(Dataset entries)

● ● ● ● ●

/*!
Compiles a survey written as annotated text into the three tables of an
XLSForm: the survey fields, the choice lists and the settings.

Questions are introduced by a line carrying a bracketed annotation, such as
`1. Do you like tea? [single]`. The lines that follow, up to the next
question, are its options. See the [manual] for the full list of annotations.

```
use form_compiler::roster::{RosterEntry, StaticRoster};
use form_compiler::{compile_document, normalize_lines, CompileOptions};

let lines = normalize_lines("1. Do you like tea? [single]\nYes\nNo\n");
let roster = StaticRoster::new(vec![RosterEntry::new("1", "Anna")]);
let res = compile_document(&lines, &roster, &CompileOptions::default())?;
assert_eq!(res.form.choices_of("P1_list").count(), 2);
# Ok::<(), form_compiler::CompileError>(())
```
*/

mod config;

pub mod builder;
pub mod manual;
pub mod naming;
pub mod roster;
pub mod tags;

use log::{debug, info, warn};
use snafu::{ensure, ResultExt};

pub use crate::config::*;

use crate::builder::FormBuilder;
use crate::naming::{clean_option_label, NameAllocator, QuestionText};
use crate::roster::RosterProvider;
use crate::tags::{classify_line, note_shorthand, starts_question, strip_tags, TagSet};

/// The widest likert scale accepted, `[scale 0-100]`.
pub const MAX_SCALE_POINTS: usize = 101;

/// Splits a document into trimmed, non-empty lines.
pub fn normalize_lines(text: &str) -> Vec<String> {
    text.lines()
        .map(str::trim)
        .filter(|l| !l.is_empty())
        .map(str::to_string)
        .collect()
}

/// Compiles the lines of a document into a form.
///
/// Arguments:
/// * `lines` the normalized lines of the document (see [normalize_lines])
/// * `roster` the source of the enumerators, queried once before compiling
/// * `options` the collection mode and the questions to leave out
pub fn compile_document(
    lines: &[String],
    roster: &dyn RosterProvider,
    options: &CompileOptions,
) -> CompileResult<CompileOutput> {
    info!(
        "compile_document: Processing {:?} lines, geolocation: {:?}, excluded: {:?}",
        lines.len(),
        options.collect_geolocation,
        options.excluded_labels.len()
    );

    let enumerators = roster.fetch_enumerators().context(RosterUnavailableSnafu {})?;
    if enumerators.is_empty() {
        return Err(CompileError::RosterUnavailable {
            source: "the roster provider returned no enumerator".into(),
        });
    }
    debug!("compile_document: {:?} enumerators", enumerators.len());

    let mut builder = FormBuilder::new(&options.labels, options.collect_geolocation, &enumerators);
    let mut state = CompileState::default();
    let mut cursor = 0;
    while cursor < lines.len() {
        cursor = compile_line(lines, cursor, options, &mut state, &mut builder)?;
    }

    let form = builder.finish();
    info!(
        "compile_document: {:?} fields, {:?} choices, {:?} questions skipped",
        form.survey.len(),
        form.choices.len(),
        state.skipped.len()
    );
    Ok(CompileOutput {
        form,
        skipped: state.skipped,
    })
}

// **** Private structures ****

/// The counters carried from one question to the next.
#[derive(Debug, Default)]
struct CompileState {
    names: NameAllocator,
    note_index: u32,
    skipped: Vec<String>,
}

impl CompileState {
    fn next_note_name(&mut self) -> String {
        self.note_index += 1;
        format!("note{}", self.note_index)
    }

    /// Names a question, unless it has been excluded by the caller.
    fn open_question(
        &mut self,
        line: &str,
        lineno: usize,
        tags: &TagSet,
        options: &CompileOptions,
    ) -> Option<Question> {
        let text = QuestionText::parse(line);
        // The name is allocated even for excluded questions, so that the
        // numbering of the other questions does not depend on the exclusions.
        let name = self.names.allocate(text.number.as_deref());
        if options.is_excluded(&text.label) {
            warn!(
                "open_question: line {}: question {:?} excluded",
                lineno, text.label
            );
            return None;
        }
        debug!("open_question: line {}: {} {:?}", lineno, name, text.label);
        Some(Question {
            name,
            label: text.label,
            hint: tags.hint.clone(),
            randomize: tags.randomize,
            lineno,
        })
    }
}

/// A question being compiled.
#[derive(Debug, Clone)]
struct Question {
    name: String,
    label: String,
    hint: Option<String>,
    randomize: bool,
    // 1-based position of the question line in the document
    lineno: usize,
}

impl Question {
    fn parameters(&self) -> Option<String> {
        self.randomize.then(|| "randomize=true".to_string())
    }

    /// The main field of the question.
    fn field(&self, kind: FieldKind) -> FieldRow {
        FieldRow::new(kind, self.name.clone())
            .label(self.label.clone())
            .required(true)
            .parameters(self.parameters())
            .hint(self.hint.clone())
    }
}

#[derive(Eq, PartialEq, Debug, Clone, Copy)]
enum SelectMode {
    Single,
    Multiple,
}

impl SelectMode {
    fn field_kind(self, list_name: &str) -> FieldKind {
        match self {
            SelectMode::Single => FieldKind::SelectOne(list_name.to_string()),
            SelectMode::Multiple => FieldKind::SelectMultiple(list_name.to_string()),
        }
    }
}

impl From<MatrixMode> for SelectMode {
    fn from(mode: MatrixMode) -> SelectMode {
        match mode {
            MatrixMode::Single => SelectMode::Single,
            MatrixMode::Multiple => SelectMode::Multiple,
        }
    }
}

/// Compiles the question starting at `cursor`, and returns the position of the
/// first line after it.
fn compile_line(
    lines: &[String],
    cursor: usize,
    options: &CompileOptions,
    state: &mut CompileState,
    builder: &mut FormBuilder,
) -> CompileResult<usize> {
    let line = lines[cursor].as_str();
    let lineno = cursor + 1;
    let next = cursor + 1;

    if let Some(text) = note_shorthand(line) {
        emit_note(state, builder, text);
        return Ok(next);
    }

    let tags = classify_line(line);
    match &tags.question_type {
        QuestionType::None => {
            ensure!(
                !(options.strict && tags.has_tags),
                UnrecognizedBlockingLineSnafu {
                    line: lineno,
                    content: line.to_string(),
                }
            );
            debug!("compile_line: line {}: skipping {:?}", lineno, line);
            Ok(next)
        }
        QuestionType::Other => {
            let text = QuestionText::parse(line);
            warn!(
                "compile_line: line {}: question {:?} left for manual handling",
                lineno, text.label
            );
            state.skipped.push(text.label);
            Ok(next)
        }
        QuestionType::Note => {
            emit_note(state, builder, &strip_tags(line));
            Ok(next)
        }
        QuestionType::Single => match state.open_question(line, lineno, &tags, options) {
            Some(q) => emit_select(lines, cursor, &q, SelectMode::Single, builder),
            None => Ok(skip_excluded(lines, cursor, &tags.question_type)),
        },
        QuestionType::Multiple => match state.open_question(line, lineno, &tags, options) {
            Some(q) => emit_select(lines, cursor, &q, SelectMode::Multiple, builder),
            None => Ok(skip_excluded(lines, cursor, &tags.question_type)),
        },
        QuestionType::Numeric => {
            if let Some(q) = state.open_question(line, lineno, &tags, options) {
                builder.add_field(q.field(FieldKind::Integer));
            }
            Ok(next)
        }
        QuestionType::Text => {
            if let Some(q) = state.open_question(line, lineno, &tags, options) {
                builder.add_field(q.field(FieldKind::Text));
            }
            Ok(next)
        }
        QuestionType::Scale(scale) => {
            if let Some(q) = state.open_question(line, lineno, &tags, options) {
                emit_scale(&q, scale, builder)?;
            }
            Ok(next)
        }
        QuestionType::Matrix { mode, columns } => {
            match state.open_question(line, lineno, &tags, options) {
                Some(q) => emit_matrix(lines, cursor, &q, (*mode).into(), *columns, builder),
                None => Ok(skip_excluded(lines, cursor, &tags.question_type)),
            }
        }
        QuestionType::Ranking { count } => match state.open_question(line, lineno, &tags, options) {
            Some(q) => emit_ranking(lines, cursor, &q, *count, builder),
            None => Ok(skip_excluded(lines, cursor, &tags.question_type)),
        },
    }
}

● ● ● ● ●

§ **Work required**
Copy out the lines above exactly, beginning at the one that contains "let form = builder.finish();" and ending at the one that contains "Private structures ****".

§ **Response to this task**
    let form = builder.finish();
    info!(
        "compile_document: {:?} fields, {:?} choices, {:?} questions skipped",
        form.survey.len(),
        form.choices.len(),
        state.skipped.len()
    );
    Ok(CompileOutput {
        form,
        skipped: state.skipped,
    })
}

// **** Private structures ****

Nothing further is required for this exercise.